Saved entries

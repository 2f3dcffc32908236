//! Passphrase builder.
//!
//! Words are drawn from a [`WordCorpus`] one iteration at a time. Each
//! iteration may append a word (subject to `max_chars` and the wordless
//! probability) and then may append a digit and/or a symbol. Generation ends
//! at one of three named exits:
//!
//! - [`Exit::MinReached`]: the word target and `min_chars` are both met.
//! - [`Exit::Overflow`]: a drawn word did not fit and the room left under
//!   `max_chars` is below the gap threshold.
//! - [`Exit::TightFit`]: the length window is narrow and the final word was
//!   picked from the words that land inside it.

use std::fmt;

use tracing::{debug, trace};
use zeroize::Zeroize;

use crate::config::{GenerationConfig, Limits};
use crate::corpus::WordCorpus;
use crate::error::{PassgenError, Result};
use crate::random::RandomSource;

/// ASCII punctuation used for symbol decorations.
pub const PUNCTUATION: &[u8; 32] = b"!\"#$%&'()*+,-./:;<=>?@[\\]^_`{|}~";

/// Digit decorations are drawn from `0..DIGIT_RANGE`.
pub const DIGIT_RANGE: usize = 9;

/// Why generation stopped.
#[derive(Debug, Clone, Copy, PartialEq, Eq)]
pub enum Exit {
    MinReached,
    Overflow,
    TightFit,
}

impl Exit {
    pub fn as_str(&self) -> &'static str {
        match self {
            Exit::MinReached => "min_reached",
            Exit::Overflow => "overflow",
            Exit::TightFit => "tight_fit",
        }
    }
}

/// A generated passphrase.
///
/// The text is wiped when the value is dropped.
#[derive(Debug, Clone, PartialEq, Eq)]
pub struct Passphrase {
    value: String,
    chars: usize,
    words: usize,
    exit: Exit,
}

impl Passphrase {
    pub fn as_str(&self) -> &str {
        &self.value
    }

    /// Length in characters.
    pub fn len(&self) -> usize {
        self.chars
    }

    pub fn is_empty(&self) -> bool {
        self.chars == 0
    }

    /// Number of whole words appended.
    pub fn words(&self) -> usize {
        self.words
    }

    pub fn exit(&self) -> Exit {
        self.exit
    }
}

impl Zeroize for Passphrase {
    fn zeroize(&mut self) {
        self.value.zeroize();
        self.chars = 0;
        self.words = 0;
    }
}

impl Drop for Passphrase {
    fn drop(&mut self) {
        self.zeroize();
    }
}

impl fmt::Display for Passphrase {
    fn fmt(&self, f: &mut fmt::Formatter<'_>) -> fmt::Result {
        f.write_str(&self.value)
    }
}

#[derive(Debug, Default)]
struct State {
    value: String,
    chars: usize,
    words: usize,
}

impl State {
    fn push_str(&mut self, text: &str) {
        self.value.push_str(text);
        self.chars += text.chars().count();
    }

    fn push(&mut self, c: char) {
        self.value.push(c);
        self.chars += 1;
    }

    fn finish(mut self, exit: Exit) -> Passphrase {
        Passphrase {
            value: std::mem::take(&mut self.value),
            chars: self.chars,
            words: self.words,
            exit,
        }
    }
}

// A failed call drops a partial passphrase.
impl Drop for State {
    fn drop(&mut self) {
        self.value.zeroize();
    }
}

enum Step {
    Continue,
    Finish(Exit),
}

/// Builds passphrases from a corpus under a validated configuration.
///
/// The builder holds no per-call state; one builder can serve any number of
/// [`generate`](Self::generate) calls.
#[derive(Debug, Clone)]
pub struct PassphraseBuilder<'a> {
    corpus: &'a WordCorpus,
    limits: Limits,
}

impl<'a> PassphraseBuilder<'a> {
    /// Validate `config` and bind it to `corpus`.
    ///
    /// # Errors
    ///
    /// Returns [`PassgenError::InvalidConfiguration`] naming the first rule
    /// the config breaks.
    pub fn new(corpus: &'a WordCorpus, config: &GenerationConfig) -> Result<Self> {
        let limits = config.validate()?;
        Ok(Self { corpus, limits })
    }

    pub fn limits(&self) -> &Limits {
        &self.limits
    }

    /// Generate one passphrase.
    ///
    /// # Errors
    ///
    /// Returns [`PassgenError::NoSuitableWord`] when tight-fit mode finds no
    /// corpus word that lands inside the remaining length window.
    pub fn generate<R: RandomSource + ?Sized>(&self, rng: &mut R) -> Result<Passphrase> {
        let tight_fit = self.limits.is_tight_fit();
        if tight_fit {
            debug!(
                min_chars = ?self.limits.min_chars,
                max_chars = ?self.limits.max_chars,
                "tight-fit mode active"
            );
        }

        let mut state = State::default();
        loop {
            match self.step(&mut state, tight_fit, rng)? {
                Step::Continue => {}
                Step::Finish(exit) => {
                    debug!(
                        exit = exit.as_str(),
                        chars = state.chars,
                        words = state.words,
                        "passphrase generated"
                    );
                    return Ok(state.finish(exit));
                }
            }
        }
    }

    fn step<R: RandomSource + ?Sized>(
        &self,
        state: &mut State,
        tight_fit: bool,
        rng: &mut R,
    ) -> Result<Step> {
        trace!(chars = state.chars, words = state.words, "iteration");

        if self.target_reached(state) {
            return Ok(Step::Finish(Exit::MinReached));
        }

        if tight_fit {
            if let Some(exit) = self.try_tight_fit(state, rng)? {
                return Ok(Step::Finish(exit));
            }
        }

        let index = rng.choose_index(self.corpus.len());
        let (word, word_len) = self.corpus.entry(index);
        let fits = self
            .limits
            .max_chars
            .map_or(true, |max| state.chars + word_len <= max);

        if fits {
            if rng.next_unit() < 1.0 - self.limits.wordless_iteration_probability {
                self.append_word(state, word, rng);
            }
        } else if self.no_room_left(state) {
            return Ok(Step::Finish(Exit::Overflow));
        }

        self.decorate(state, rng);
        Ok(Step::Continue)
    }

    fn target_reached(&self, state: &State) -> bool {
        let long_enough = self.limits.min_chars.map_or(true, |min| state.chars >= min);
        long_enough && state.words >= self.limits.number_of_words
    }

    fn no_room_left(&self, state: &State) -> bool {
        self.limits.max_chars.is_some_and(|max| {
            max.saturating_sub(state.chars) < self.limits.max_min_gap_threshold
        })
    }

    /// Near the lower bound, pick the last word from only those that land
    /// inside the window. Returns `None` while still too far from `min_chars`.
    fn try_tight_fit<R: RandomSource + ?Sized>(
        &self,
        state: &mut State,
        rng: &mut R,
    ) -> Result<Option<Exit>> {
        let (Some(min), Some(max)) = (self.limits.min_chars, self.limits.max_chars) else {
            return Ok(None);
        };

        let chars = signed(state.chars);
        let to_min = signed(min) - chars;
        let to_max = signed(max) - chars;
        if to_min >= signed(self.limits.short_gap_word_threshold) {
            return Ok(None);
        }

        let candidates = self.corpus.words_between(to_min, to_max);
        if candidates.is_empty() {
            return Err(PassgenError::NoSuitableWord {
                longer_than: to_min,
                shorter_than: to_max,
            });
        }
        trace!(candidates = candidates.len(), to_min, to_max, "tight-fit draw");

        let index = candidates[rng.choose_index(candidates.len())];
        let (word, _) = self.corpus.entry(index);
        self.append_word(state, word, rng);
        Ok(Some(Exit::TightFit))
    }

    fn append_word<R: RandomSource + ?Sized>(&self, state: &mut State, word: &str, rng: &mut R) {
        if rng.next_unit() < self.limits.uppercase_probability {
            state.push_str(&capitalize(word));
        } else {
            state.push_str(word);
        }
        state.words += 1;
    }

    // The order is drawn each iteration so neither decoration always leads.
    fn decorate<R: RandomSource + ?Sized>(&self, state: &mut State, rng: &mut R) {
        if rng.next_unit() < 0.5 {
            self.add_digit(state, rng);
            self.add_symbol(state, rng);
        } else {
            self.add_symbol(state, rng);
            self.add_digit(state, rng);
        }
    }

    fn add_digit<R: RandomSource + ?Sized>(&self, state: &mut State, rng: &mut R) {
        if self.has_room(state) && rng.next_unit() < self.limits.number_probability {
            let digit = rng.choose_index(DIGIT_RANGE) as u8;
            state.push(char::from(b'0' + digit));
        }
    }

    fn add_symbol<R: RandomSource + ?Sized>(&self, state: &mut State, rng: &mut R) {
        if self.has_room(state) && rng.next_unit() < self.limits.symbol_probability {
            let symbol = PUNCTUATION[rng.choose_index(PUNCTUATION.len())];
            state.push(char::from(symbol));
        }
    }

    fn has_room(&self, state: &State) -> bool {
        self.limits.max_chars.map_or(true, |max| state.chars < max)
    }
}

/// Validate `config` and generate one passphrase from `corpus`.
///
/// Validation runs before the first draw; an invalid config consumes nothing
/// from `rng`.
pub fn generate_passphrase<R: RandomSource + ?Sized>(
    corpus: &WordCorpus,
    config: &GenerationConfig,
    rng: &mut R,
) -> Result<Passphrase> {
    PassphraseBuilder::new(corpus, config)?.generate(rng)
}

fn capitalize(word: &str) -> String {
    let mut chars = word.chars();
    match chars.next() {
        Some(first) => first.to_uppercase().chain(chars).collect(),
        None => String::new(),
    }
}

fn signed(value: usize) -> i64 {
    i64::try_from(value).unwrap_or(i64::MAX)
}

*What to produce:*
In the records above, find the line containing "the gap threshold." and restate word for word every line from the first through that one.

*Solution for this task:*
repository 2f3dcffc32908236
//! Passphrase builder.
//!
//! Words are drawn from a [`WordCorpus`] one iteration at a time. Each
//! iteration may append a word (subject to `max_chars` and the wordless
//! probability) and then may append a digit and/or a symbol. Generation ends
//! at one of three named exits:
//!
//! - [`Exit::MinReached`]: the word target and `min_chars` are both met.
//! - [`Exit::Overflow`]: a drawn word did not fit and the room left under
//!   `max_chars` is below the gap threshold.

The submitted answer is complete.